### DATA LISTING
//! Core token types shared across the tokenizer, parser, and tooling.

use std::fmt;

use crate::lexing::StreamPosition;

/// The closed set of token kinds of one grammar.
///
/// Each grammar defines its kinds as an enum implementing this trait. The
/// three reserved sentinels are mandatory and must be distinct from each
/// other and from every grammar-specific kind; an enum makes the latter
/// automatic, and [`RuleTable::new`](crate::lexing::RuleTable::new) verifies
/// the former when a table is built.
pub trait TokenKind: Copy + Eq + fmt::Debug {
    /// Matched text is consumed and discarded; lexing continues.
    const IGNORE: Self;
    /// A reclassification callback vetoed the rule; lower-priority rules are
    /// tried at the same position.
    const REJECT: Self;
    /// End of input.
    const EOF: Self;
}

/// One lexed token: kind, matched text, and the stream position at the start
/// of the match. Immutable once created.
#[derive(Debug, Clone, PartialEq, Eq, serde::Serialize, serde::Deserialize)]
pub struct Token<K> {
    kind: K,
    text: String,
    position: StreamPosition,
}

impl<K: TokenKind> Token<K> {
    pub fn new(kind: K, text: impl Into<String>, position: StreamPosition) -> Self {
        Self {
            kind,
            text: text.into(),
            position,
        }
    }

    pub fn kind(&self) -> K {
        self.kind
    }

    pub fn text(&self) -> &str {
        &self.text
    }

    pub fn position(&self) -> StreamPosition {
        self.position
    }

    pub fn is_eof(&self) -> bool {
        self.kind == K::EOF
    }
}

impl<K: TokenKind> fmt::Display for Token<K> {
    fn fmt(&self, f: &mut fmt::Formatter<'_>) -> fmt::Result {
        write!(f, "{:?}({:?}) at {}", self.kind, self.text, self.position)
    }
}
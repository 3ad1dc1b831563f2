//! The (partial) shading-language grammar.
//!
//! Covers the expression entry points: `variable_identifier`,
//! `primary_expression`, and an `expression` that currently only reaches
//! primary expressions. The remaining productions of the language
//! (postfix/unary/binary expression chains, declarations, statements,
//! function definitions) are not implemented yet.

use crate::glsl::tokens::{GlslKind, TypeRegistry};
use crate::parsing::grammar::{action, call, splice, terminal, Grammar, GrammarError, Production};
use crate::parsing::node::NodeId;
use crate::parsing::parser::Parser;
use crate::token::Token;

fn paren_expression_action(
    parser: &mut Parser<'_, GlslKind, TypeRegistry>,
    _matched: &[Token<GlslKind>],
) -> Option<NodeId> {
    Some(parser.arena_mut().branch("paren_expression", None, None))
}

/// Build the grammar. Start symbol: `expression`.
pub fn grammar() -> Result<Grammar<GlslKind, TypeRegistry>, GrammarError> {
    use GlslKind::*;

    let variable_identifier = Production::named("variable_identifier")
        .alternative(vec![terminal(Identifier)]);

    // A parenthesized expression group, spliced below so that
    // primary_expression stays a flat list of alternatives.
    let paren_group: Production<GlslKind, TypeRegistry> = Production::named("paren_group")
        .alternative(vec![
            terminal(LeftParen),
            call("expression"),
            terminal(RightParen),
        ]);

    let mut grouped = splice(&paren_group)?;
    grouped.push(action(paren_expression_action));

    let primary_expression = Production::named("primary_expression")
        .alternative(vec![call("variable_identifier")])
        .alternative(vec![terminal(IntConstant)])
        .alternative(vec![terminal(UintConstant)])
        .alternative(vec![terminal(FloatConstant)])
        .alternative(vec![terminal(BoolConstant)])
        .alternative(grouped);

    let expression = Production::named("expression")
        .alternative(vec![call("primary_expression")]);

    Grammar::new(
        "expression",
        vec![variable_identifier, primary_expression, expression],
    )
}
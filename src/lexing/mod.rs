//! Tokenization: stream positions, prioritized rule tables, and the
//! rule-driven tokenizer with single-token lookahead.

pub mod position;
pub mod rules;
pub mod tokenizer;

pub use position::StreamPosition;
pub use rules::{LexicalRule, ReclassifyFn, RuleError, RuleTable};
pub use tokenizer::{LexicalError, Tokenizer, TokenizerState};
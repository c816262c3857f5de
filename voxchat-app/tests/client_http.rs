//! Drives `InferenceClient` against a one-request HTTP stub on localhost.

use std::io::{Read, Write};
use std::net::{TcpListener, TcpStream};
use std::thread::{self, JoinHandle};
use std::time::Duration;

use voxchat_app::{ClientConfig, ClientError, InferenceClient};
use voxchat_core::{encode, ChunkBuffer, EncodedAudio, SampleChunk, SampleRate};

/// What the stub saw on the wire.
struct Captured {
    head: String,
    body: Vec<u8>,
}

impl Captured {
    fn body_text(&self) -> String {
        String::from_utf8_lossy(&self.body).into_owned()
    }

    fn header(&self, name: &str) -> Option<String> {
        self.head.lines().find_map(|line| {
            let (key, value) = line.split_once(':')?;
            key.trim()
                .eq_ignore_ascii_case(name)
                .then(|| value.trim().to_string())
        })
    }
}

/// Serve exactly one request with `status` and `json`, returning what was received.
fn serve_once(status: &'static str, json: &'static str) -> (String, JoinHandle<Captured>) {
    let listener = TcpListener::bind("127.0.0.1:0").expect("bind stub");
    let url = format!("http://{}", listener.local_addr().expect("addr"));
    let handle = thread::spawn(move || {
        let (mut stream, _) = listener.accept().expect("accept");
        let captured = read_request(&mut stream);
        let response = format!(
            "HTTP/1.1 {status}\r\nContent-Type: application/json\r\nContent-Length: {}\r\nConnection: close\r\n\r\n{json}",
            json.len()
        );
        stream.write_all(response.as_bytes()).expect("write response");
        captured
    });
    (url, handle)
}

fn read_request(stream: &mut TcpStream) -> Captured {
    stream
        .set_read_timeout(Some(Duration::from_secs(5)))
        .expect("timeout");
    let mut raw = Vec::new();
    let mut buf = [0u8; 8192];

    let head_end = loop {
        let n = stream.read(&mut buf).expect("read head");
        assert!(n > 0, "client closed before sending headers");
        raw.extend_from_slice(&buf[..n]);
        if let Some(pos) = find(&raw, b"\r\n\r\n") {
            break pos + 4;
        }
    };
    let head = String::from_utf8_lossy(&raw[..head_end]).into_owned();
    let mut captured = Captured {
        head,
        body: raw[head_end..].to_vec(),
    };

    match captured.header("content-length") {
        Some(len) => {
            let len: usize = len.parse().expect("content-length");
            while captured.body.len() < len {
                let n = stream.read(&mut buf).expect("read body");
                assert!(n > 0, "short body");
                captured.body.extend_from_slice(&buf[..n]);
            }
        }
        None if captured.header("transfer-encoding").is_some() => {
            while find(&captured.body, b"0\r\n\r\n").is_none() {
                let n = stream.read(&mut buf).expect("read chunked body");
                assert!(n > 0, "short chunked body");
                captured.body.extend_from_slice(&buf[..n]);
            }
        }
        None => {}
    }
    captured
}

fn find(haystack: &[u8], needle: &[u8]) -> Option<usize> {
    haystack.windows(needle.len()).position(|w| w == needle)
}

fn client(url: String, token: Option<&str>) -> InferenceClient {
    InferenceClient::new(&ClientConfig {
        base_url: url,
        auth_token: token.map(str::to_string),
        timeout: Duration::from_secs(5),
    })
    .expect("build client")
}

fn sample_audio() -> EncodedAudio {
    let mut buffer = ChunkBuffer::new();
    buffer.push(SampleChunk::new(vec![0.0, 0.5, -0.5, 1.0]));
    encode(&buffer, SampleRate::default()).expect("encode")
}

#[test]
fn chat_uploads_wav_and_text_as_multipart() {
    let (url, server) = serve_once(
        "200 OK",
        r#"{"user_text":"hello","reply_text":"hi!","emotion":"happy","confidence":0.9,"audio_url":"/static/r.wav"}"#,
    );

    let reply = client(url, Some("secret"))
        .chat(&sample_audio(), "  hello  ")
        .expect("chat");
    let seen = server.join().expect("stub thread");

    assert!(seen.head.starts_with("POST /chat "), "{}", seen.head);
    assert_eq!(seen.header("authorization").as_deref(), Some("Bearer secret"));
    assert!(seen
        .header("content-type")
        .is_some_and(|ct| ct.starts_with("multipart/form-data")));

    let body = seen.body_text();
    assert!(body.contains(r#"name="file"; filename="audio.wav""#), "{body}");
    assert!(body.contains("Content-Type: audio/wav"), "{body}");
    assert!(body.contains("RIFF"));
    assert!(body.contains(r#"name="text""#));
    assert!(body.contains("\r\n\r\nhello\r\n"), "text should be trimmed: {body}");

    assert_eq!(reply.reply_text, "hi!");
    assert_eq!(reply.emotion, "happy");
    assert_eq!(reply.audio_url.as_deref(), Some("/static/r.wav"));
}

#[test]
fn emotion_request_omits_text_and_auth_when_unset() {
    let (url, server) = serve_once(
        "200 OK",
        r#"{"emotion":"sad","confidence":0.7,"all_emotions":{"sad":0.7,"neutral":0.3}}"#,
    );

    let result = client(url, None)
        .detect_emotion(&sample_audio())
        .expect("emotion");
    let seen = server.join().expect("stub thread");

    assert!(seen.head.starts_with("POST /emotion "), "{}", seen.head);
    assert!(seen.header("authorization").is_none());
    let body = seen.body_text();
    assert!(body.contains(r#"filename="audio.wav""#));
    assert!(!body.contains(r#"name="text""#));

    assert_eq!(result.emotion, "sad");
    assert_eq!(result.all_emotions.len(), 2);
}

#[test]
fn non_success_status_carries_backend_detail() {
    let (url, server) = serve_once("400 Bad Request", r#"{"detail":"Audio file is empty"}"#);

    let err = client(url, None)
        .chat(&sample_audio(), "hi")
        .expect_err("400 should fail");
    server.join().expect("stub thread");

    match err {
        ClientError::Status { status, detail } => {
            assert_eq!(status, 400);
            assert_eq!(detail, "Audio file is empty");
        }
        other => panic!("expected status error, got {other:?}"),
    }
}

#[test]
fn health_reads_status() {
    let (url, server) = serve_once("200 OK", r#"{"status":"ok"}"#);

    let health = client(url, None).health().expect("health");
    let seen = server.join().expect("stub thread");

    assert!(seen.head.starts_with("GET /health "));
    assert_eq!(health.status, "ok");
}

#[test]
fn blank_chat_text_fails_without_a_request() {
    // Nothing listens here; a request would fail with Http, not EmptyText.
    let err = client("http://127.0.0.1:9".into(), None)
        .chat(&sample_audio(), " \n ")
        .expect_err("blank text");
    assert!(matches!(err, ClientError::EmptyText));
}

### WORK TO BE COMPLETED
Scan the listing above for the line that has "pub fn text(&self)", then copy exactly from that line through the line that has "currently only reaches".

### RESULT
    pub fn text(&self) -> &str {
        &self.text
    }

    pub fn position(&self) -> StreamPosition {
        self.position
    }

    pub fn is_eof(&self) -> bool {
        self.kind == K::EOF
    }
}

impl<K: TokenKind> fmt::Display for Token<K> {
    fn fmt(&self, f: &mut fmt::Formatter<'_>) -> fmt::Result {
        write!(f, "{:?}({:?}) at {}", self.kind, self.text, self.position)
    }
}
repository 3ad1dc1b831563f2
//! The (partial) shading-language grammar.
//!
//! Covers the expression entry points: `variable_identifier`,
//! `primary_expression`, and an `expression` that currently only reaches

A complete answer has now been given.